Recent figures show that Black Hawk and Central City, its more populous neighbor of about 500, represent a $400 million gaming market.

"It's soon going to be a half-billion dollars annually. Those are pretty impressive numbers for an 8-year-old industry with a $5 maximum bet limit," said Lynette Hailey, Black Hawk's city manager.

The 20 casinos here did $31 million in business in August, the second-highest total in the area's history and a 22% leap compared with the same month last year, according to Roger Baker, publications information specialist for the city.

In fact, revenues here each month have been at least 20% higher than in the same month of the previous year, according to Baker.

Two more casinos are under construction.

"The Riviera will have about 1,100 slot machines and table games and a 300-seat theater.

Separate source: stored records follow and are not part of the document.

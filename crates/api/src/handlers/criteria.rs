//! Handlers for the `/criteria` resource.

use axum::extract::{Path, Query, State};
use axum::http::StatusCode;
use axum::Json;
use tradeoff_core::error::CoreError;
use tradeoff_core::types::DbId;
use tradeoff_db::models::criterion::{CreateCriteria, Criterion, UpdateCriterion};
use tradeoff_db::store::ProjectItemQuery;
use validator::Validate;

use crate::error::{AppError, AppResult};
use crate::middleware::auth::AuthUser;
use crate::query::ProjectIdParams;
use crate::services::ownership::{owned_criterion, owned_project};
use crate::services::seeding::{self, NewItems};
use crate::state::AppState;

/// GET /api/v1/criteria?projectId=
pub async fn list(
    user: AuthUser,
    State(state): State<AppState>,
    Query(params): Query<ProjectIdParams>,
) -> AppResult<Json<Vec<Criterion>>> {
    let project_id = params.require()?;
    owned_project(&state, user.user_id, project_id).await?;
    let criteria = state
        .call(
            "list_criteria",
            state
                .store
                .list_criteria(&ProjectItemQuery::in_project(project_id)),
        )
        .await?;
    Ok(Json(criteria))
}

/// POST /api/v1/criteria
///
/// Creates all criteria in the body, then starts seeding a zero score for each new
/// criterion against every existing choice.
pub async fn create(
    user: AuthUser,
    State(state): State<AppState>,
    Json(input): Json<CreateCriteria>,
) -> AppResult<(StatusCode, Json<Vec<Criterion>>)> {
    input.validate()?;
    if input.criteria.is_empty() {
        return Err(AppError::BadRequest(
            "At least one criterion is required".into(),
        ));
    }
    owned_project(&state, user.user_id, input.project_id).await?;

    let created = state
        .call(
            "create_criteria",
            state
                .store
                .create_criteria(user.user_id, input.project_id, &input.criteria),
        )
        .await?;
    tracing::info!(
        project_id = input.project_id,
        count = created.len(),
        "Criteria created"
    );

    let new_ids = created.iter().map(|item| item.id).collect();
    seeding::spawn(
        &state,
        user.user_id,
        input.project_id,
        NewItems::Criteria(new_ids),
    );
    Ok((StatusCode::CREATED, Json(created)))
}

/// PUT /api/v1/criteria/{id}
pub async fn update(
    user: AuthUser,
    State(state): State<AppState>,
    Path(id): Path<DbId>,
    Json(input): Json<UpdateCriterion>,
) -> AppResult<Json<Criterion>> {
    input.validate()?;
    owned_criterion(&state, user.user_id, id).await?;
    let criterion = state
        .call("update_criterion", state.store.update_criterion(id, &input))
        .await?
        .ok_or(AppError::Core(CoreError::NotFound {
            entity: "Criterion",
            id,
        }))?;
    Ok(Json(criterion))
}

/// DELETE /api/v1/criteria/{id}
pub async fn delete(
    user: AuthUser,
    State(state): State<AppState>,
    Path(id): Path<DbId>,
) -> AppResult<StatusCode> {
    owned_criterion(&state, user.user_id, id).await?;
    let deleted = state
        .call("delete_criterion", state.store.delete_criterion(id))
        .await?;
    if deleted {
        Ok(StatusCode::NO_CONTENT)
    } else {
        Err(AppError::Core(CoreError::NotFound {
            entity: "Criterion",
            id,
        }))
    }
}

We're hoping it will have some of the same type of entertainment it is famous for at its casino in Las Vegas," Baker said.

The Riviera is scheduled to open before the end of the year.

Another local developer plans to open the Mardi Gras with 600 or so devices and slot machines next year.

The Isle of Capri also is building a 235-room hotel that is due to open in the middle of next year.

"Hotels are a key thing for our development because right now, people can come here but not stay overnight," Baker said.

Black Hawk and Central City also are attempting to lure visitors by emphasizing historical sites.

Central City also had a 10% gain over July's figures, marking its own third straight month of double-digit growth, according to Baker.

"Helping it was the reopening of the Tollgate Casino, owned by Global Casinos, the Colorado Springs-based parent of Black Hawk's Durham Casino," Baker said.

Also helping the city's growth were a series of well-attended free auto shows, concerts and other events.

Just how many visitors are coming here is not known, but Baker said traffic counts show about 15,000 vehicles a day during peak periods.

This area draws heavily from Denver, which can be reached after a 45-minute drive.

So far at least, the Colorado gaming areas have resisted the Vegas trend of theming resorts keyed to various parts of the world.

"We're more of a Colorado-themed resort. We don't have anything trying to look like Paris or Monte Carlo," Baker said.